Security experts call the idea of breaking a system by feeding it the wrong data a poison attack and it is a good description. Can poison attacks be applied to AI systems in reality?
Support Vector Machines (SVMs) are fairly simple learning devices. They use examples to make classifications or decisions. Although still regarded as an experimental technique, SVMs are used in security settings to detect abnormal behavior such as fraud, credit card use anomalies and even to weed out spam.
SVMs learn by being shown examples of the sorts of things they are supposed to detect. Normally this training occurs once and before they are used for real. However, there are lots of situations in which the nature of the data changes over time. For example, spam changes its nature as spammers think up new ideas and change what they do in response to the detection mechanisms. As a result it is not unusual for an SVM to continue to learn while its doing the job for real and this is where the opportunity for a poison attack arises.
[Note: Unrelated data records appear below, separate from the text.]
//! Typed view over resolved `.editorconfig` properties
//!
//! Every field is `Option`: `None` means the property was not declared (or
//! its value was not understood) and the consumer must leave that aspect of
//! the file alone.

use std::fmt;

use crate::resolver::ResolvedConfig;

#[derive(Debug, Clone, Copy, PartialEq, Eq)]
pub enum Charset {
    Utf8,
    Utf8Bom,
    Utf16Le,
    Utf16Be,
    Latin1,
}

impl Charset {
    fn parse(value: &str) -> Option<Self> {
        match value.to_ascii_lowercase().as_str() {
            "utf-8" => Some(Self::Utf8),
            "utf-8-bom" => Some(Self::Utf8Bom),
            "utf-16le" => Some(Self::Utf16Le),
            "utf-16be" => Some(Self::Utf16Be),
            "latin1" => Some(Self::Latin1),
            _ => None,
        }
    }

    /// Property value as written in `.editorconfig`
    pub fn as_str(&self) -> &'static str {
        match self {
            Self::Utf8 => "utf-8",
            Self::Utf8Bom => "utf-8-bom",
            Self::Utf16Le => "utf-16le",
            Self::Utf16Be => "utf-16be",
            Self::Latin1 => "latin1",
        }
    }

    /// Canonical encoding name
    pub fn name(&self) -> &'static str {
        match self {
            Self::Utf8 | Self::Utf8Bom => "UTF-8",
            Self::Utf16Le => "UTF-16LE",
            Self::Utf16Be => "UTF-16BE",
            Self::Latin1 => "ISO-8859-1",
        }
    }

    /// Byte order mark a file in this charset starts with
    pub fn bom(&self) -> &'static [u8] {
        match self {
            Self::Utf8Bom => &[0xEF, 0xBB, 0xBF],
            Self::Utf16Le => &[0xFF, 0xFE],
            Self::Utf16Be => &[0xFE, 0xFF],
            Self::Utf8 | Self::Latin1 => &[],
        }
    }
}

#[derive(Debug, Clone, Copy, PartialEq, Eq)]
pub enum EndOfLine {
    Lf,
    CrLf,
    Cr,
}

impl EndOfLine {
    fn parse(value: &str) -> Option<Self> {
        match value.to_ascii_lowercase().as_str() {
            "lf" => Some(Self::Lf),
            "crlf" => Some(Self::CrLf),
            "cr" => Some(Self::Cr),
            _ => None,
        }
    }

    /// The line terminator itself
    pub fn as_str(&self) -> &'static str {
        match self {
            Self::Lf => "\n",
            Self::CrLf => "\r\n",
            Self::Cr => "\r",
        }
    }

    pub fn name(&self) -> &'static str {
        match self {
            Self::Lf => "LF",
            Self::CrLf => "CRLF",
            Self::Cr => "CR",
        }
    }

    fn value(&self) -> &'static str {
        match self {
            Self::Lf => "lf",
            Self::CrLf => "crlf",
            Self::Cr => "cr",
        }
    }
}

#[derive(Debug, Clone, Copy, PartialEq, Eq)]
pub enum IndentStyle {
    Tab,
    Space,
}

impl IndentStyle {
    fn parse(value: &str) -> Option<Self> {
        match value.to_ascii_lowercase().as_str() {
            "tab" => Some(Self::Tab),
            "space" => Some(Self::Space),
            _ => None,
        }
    }

    pub fn as_str(&self) -> &'static str {
        match self {
            Self::Tab => "tab",
            Self::Space => "space",
        }
    }
}

#[derive(Debug, Clone, Copy, PartialEq, Eq)]
pub enum IndentSize {
    /// Indent by this many columns
    Columns(u32),
    /// `indent_size = tab`: indent by one tab, width given by `tab_width`
    Tab,
}

impl IndentSize {
    fn parse(value: &str) -> Option<Self> {
        if value.eq_ignore_ascii_case("tab") {
            return Some(Self::Tab);
        }
        positive_int(value).map(Self::Columns)
    }
}

impl fmt::Display for IndentSize {
    fn fmt(&self, f: &mut fmt::Formatter<'_>) -> fmt::Result {
        match self {
            Self::Columns(n) => write!(f, "{n}"),
            Self::Tab => f.write_str("tab"),
        }
    }
}

/// Formatting rules for one file
#[derive(Debug, Clone, Copy, Default, PartialEq, Eq)]
pub struct MappedRuleSet {
    pub charset: Option<Charset>,
    pub end_of_line: Option<EndOfLine>,
    pub indent_style: Option<IndentStyle>,
    pub indent_size: Option<IndentSize>,
    pub tab_width: Option<u32>,
    pub insert_final_newline: Option<bool>,
    pub trim_trailing_whitespace: Option<bool>,
}

impl MappedRuleSet {
    /// True when no rule is declared at all
    pub fn is_unset(&self) -> bool {
        *self == Self::default()
    }

    /// Columns per indentation level, following `indent_size = tab` through `tab_width`.
    pub fn indent_width(&self) -> Option<u32> {
        match self.indent_size? {
            IndentSize::Columns(n) => Some(n),
            IndentSize::Tab => self.tab_width,
        }
    }

    /// Declared rules as `(key, value)` pairs in `.editorconfig` spelling
    pub fn entries(&self) -> Vec<(&'static str, String)> {
        let mut entries = vec![];
        if let Some(charset) = self.charset {
            entries.push(("charset", charset.as_str().to_string()));
        }
        if let Some(eol) = self.end_of_line {
            entries.push(("end_of_line", eol.value().to_string()));
        }
        if let Some(style) = self.indent_style {
            entries.push(("indent_style", style.as_str().to_string()));
        }
        if let Some(size) = self.indent_size {
            entries.push(("indent_size", size.to_string()));
        }
        if let Some(width) = self.tab_width {
            entries.push(("tab_width", width.to_string()));
        }
        if let Some(insert) = self.insert_final_newline {
            entries.push(("insert_final_newline", insert.to_string()));
        }
        if let Some(trim) = self.trim_trailing_whitespace {
            entries.push(("trim_trailing_whitespace", trim.to_string()));
        }
        entries
    }
}

impl From<&ResolvedConfig> for MappedRuleSet {
    fn from(raw: &ResolvedConfig) -> Self {
        map(raw)
    }
}

impl fmt::Display for MappedRuleSet {
    fn fmt(&self, f: &mut fmt::Formatter<'_>) -> fmt::Result {
        fn show<T: fmt::Display>(value: Option<T>) -> String {
            value.map_or_else(|| "unset".to_string(), |v| v.to_string())
        }

        writeln!(f, "charset: {}", show(self.charset.map(|c| c.name())))?;
        writeln!(f, "end_of_line: {}", show(self.end_of_line.map(|e| e.name())))?;
        writeln!(f, "indent_size: {}", show(self.indent_size))?;
        writeln!(f, "indent_style: {}", show(self.indent_style.map(|s| s.as_str())))?;
        writeln!(f, "insert_final_newline: {}", show(self.insert_final_newline))?;
        writeln!(f, "tab_width: {}", show(self.tab_width))?;
        write!(f, "trim_trailing_whitespace: {}", show(self.trim_trailing_whitespace))
    }
}

/// Translate raw resolved properties into typed rules. Never fails.
pub fn map(raw: &ResolvedConfig) -> MappedRuleSet {
    let indent_size = raw.get("indent_size").and_then(IndentSize::parse);
    let tab_width = raw
        .get("tab_width")
        .and_then(positive_int)
        .or(match indent_size {
            Some(IndentSize::Columns(n)) => Some(n),
            _ => None,
        });

    MappedRuleSet {
        charset: raw.get("charset").and_then(Charset::parse),
        end_of_line: raw.get("end_of_line").and_then(EndOfLine::parse),
        indent_style: raw.get("indent_style").and_then(IndentStyle::parse),
        indent_size,
        tab_width,
        insert_final_newline: raw.get("insert_final_newline").and_then(boolean),
        trim_trailing_whitespace: raw.get("trim_trailing_whitespace").and_then(boolean),
    }
}

fn positive_int(value: &str) -> Option<u32> {
    value.parse().ok().filter(|&n| n > 0)
}

fn boolean(value: &str) -> Option<bool> {
    if value.eq_ignore_ascii_case("true") {
        Some(true)
    } else if value.eq_ignore_ascii_case("false") {
        Some(false)
    } else {
        None
    }
}

#[cfg(test)]
mod tests {
    use super::*;

    fn raw(pairs: &[(&str, &str)]) -> ResolvedConfig {
        ResolvedConfig::from_iter(pairs.iter().copied())
    }

    #[test]
    fn test_empty_config_is_entirely_unset() {
        let rules = map(&ResolvedConfig::default());
        assert!(rules.is_unset());
        assert_eq!(rules.indent_width(), None);
        assert!(rules.entries().is_empty());
    }

    #[test]
    fn test_full_mapping() {
        let rules = map(&raw(&[
            ("charset", "utf-8"),
            ("end_of_line", "crlf"),
            ("indent_style", "space"),
            ("indent_size", "4"),
            ("tab_width", "8"),
            ("insert_final_newline", "true"),
            ("trim_trailing_whitespace", "false"),
        ]));

        assert_eq!(rules.charset, Some(Charset::Utf8));
        assert_eq!(rules.end_of_line, Some(EndOfLine::CrLf));
        assert_eq!(rules.indent_style, Some(IndentStyle::Space));
        assert_eq!(rules.indent_size, Some(IndentSize::Columns(4)));
        assert_eq!(rules.tab_width, Some(8));
        assert_eq!(rules.insert_final_newline, Some(true));
        assert_eq!(rules.trim_trailing_whitespace, Some(false));
    }

    #[test]
    fn test_values_are_case_insensitive() {
        let rules = map(&raw(&[
            ("charset", "UTF-16LE"),
            ("end_of_line", "Lf"),
            ("indent_style", "TAB"),
            ("insert_final_newline", "TRUE"),
            ("trim_trailing_whitespace", "False"),
        ]));

        assert_eq!(rules.charset, Some(Charset::Utf16Le));
        assert_eq!(rules.end_of_line, Some(EndOfLine::Lf));
        assert_eq!(rules.indent_style, Some(IndentStyle::Tab));
        assert_eq!(rules.insert_final_newline, Some(true));
        assert_eq!(rules.trim_trailing_whitespace, Some(false));
    }

    #[test]
    fn test_all_charsets() {
        for (value, expected) in [
            ("utf-8", Charset::Utf8),
            ("utf-8-bom", Charset::Utf8Bom),
            ("utf-16le", Charset::Utf16Le),
            ("utf-16be", Charset::Utf16Be),
            ("latin1", Charset::Latin1),
        ] {
            assert_eq!(map(&raw(&[("charset", value)])).charset, Some(expected));
        }
    }

    #[test]
    fn test_unrecognized_values_degrade_to_unset() {
        let rules = map(&raw(&[
            ("charset", "ebcdic"),
            ("end_of_line", "native"),
            ("indent_style", "both"),
            ("indent_size", "-2"),
            ("tab_width", "0"),
            ("insert_final_newline", "yes"),
            ("trim_trailing_whitespace", "1"),
        ]));
        assert!(rules.is_unset());
    }

    #[test]
    fn test_unset_value_means_unset() {
        let rules = map(&raw(&[("indent_size", "unset"), ("charset", "unset")]));
        assert!(rules.is_unset());
    }

    #[test]
    fn test_indent_size_tab_sentinel() {
        let rules = map(&raw(&[("indent_size", "tab")]));
        assert_eq!(rules.indent_size, Some(IndentSize::Tab));
        assert_eq!(rules.tab_width, None);
        assert_eq!(rules.indent_width(), None);

        let rules = map(&raw(&[("indent_size", "tab"), ("tab_width", "4")]));
        assert_eq!(rules.indent_width(), Some(4));
    }

    #[test]
    fn test_tab_width_falls_back_to_indent_size() {
        let rules = map(&raw(&[("indent_size", "2")]));
        assert_eq!(rules.tab_width, Some(2));

        let rules = map(&raw(&[("indent_size", "2"), ("tab_width", "8")]));
        assert_eq!(rules.tab_width, Some(8));
        assert_eq!(rules.indent_width(), Some(2));
    }

    #[test]
    fn test_false_is_not_unset() {
        let rules = map(&raw(&[("insert_final_newline", "false")]));
        assert_eq!(rules.insert_final_newline, Some(false));
        assert!(!rules.is_unset());
    }

    #[test]
    fn test_end_of_line_terminators() {
        assert_eq!(EndOfLine::Lf.as_str(), "\n");
        assert_eq!(EndOfLine::CrLf.as_str(), "\r\n");
        assert_eq!(EndOfLine::Cr.as_str(), "\r");
        assert_eq!(EndOfLine::CrLf.name(), "CRLF");
    }

    #[test]
    fn test_charset_bom() {
        assert_eq!(Charset::Utf8Bom.bom(), &[0xEF, 0xBB, 0xBF]);
        assert!(Charset::Utf8.bom().is_empty());
        assert_eq!(Charset::Latin1.name(), "ISO-8859-1");
    }

    #[test]
    fn test_entries_use_editorconfig_spelling() {
        let rules = map(&raw(&[
            ("end_of_line", "CRLF"),
            ("indent_size", "tab"),
            ("insert_final_newline", "TRUE"),
        ]));
        assert_eq!(
            rules.entries(),
            [
                ("end_of_line", "crlf".to_string()),
                ("indent_size", "tab".to_string()),
                ("insert_final_newline", "true".to_string()),
            ]
        );
    }

    #[test]
    fn test_display_lists_all_rules() {
        let rules = map(&raw(&[("end_of_line", "cr"), ("indent_size", "3")]));
        let text = rules.to_string();
        assert!(text.contains("end_of_line: CR"));
        assert!(text.contains("indent_size: 3"));
        assert!(text.contains("tab_width: 3"));
        assert!(text.contains("charset: unset"));
        assert_eq!(text.lines().count(), 7);
    }
}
Three researchers, Battista Biggio (Italy) Blaine Nelson and Pavel Laskov (Germany), have found a way to feed an SVM with data specially designed to increase the error rate of the machine as much as possible with a few data points.
The approach assumes that the attacker knows the learning algorithm being employed and has access to the same data. Less realistically it assumes that the attacker has access to the original training data. This is unlikely, but the original training data could be approximated by a sample from the population.
With all of the data the attacker can manipulate the optimal SVM solution by inserting crafted attack points. As the researchers say:
the proposed method breaks new ground in optimizing the impact of data-driven attacks against kernel-based learning algorithms and emphasizes the need to consider resistance against adversarial training data as an important factor in the design of learning algorithms.
What they discovered is that their method was capable of having a surprisingly large impact on the performance of the SVMs tested. They also point out that it could be possible to direct the induced errors so as to product particular types of error. For example, a spammer could send some poisoned data so as to evade detection in the future. The biggest practical difficult in using such methods is that, in most cases, the attacker doesn't control the labeling of the data points - i.e. spam or not spam - used in the training. A custom solution would have to be designed to compromise the labeling algorithm.
It seems that hacking might be about to get even more interesting.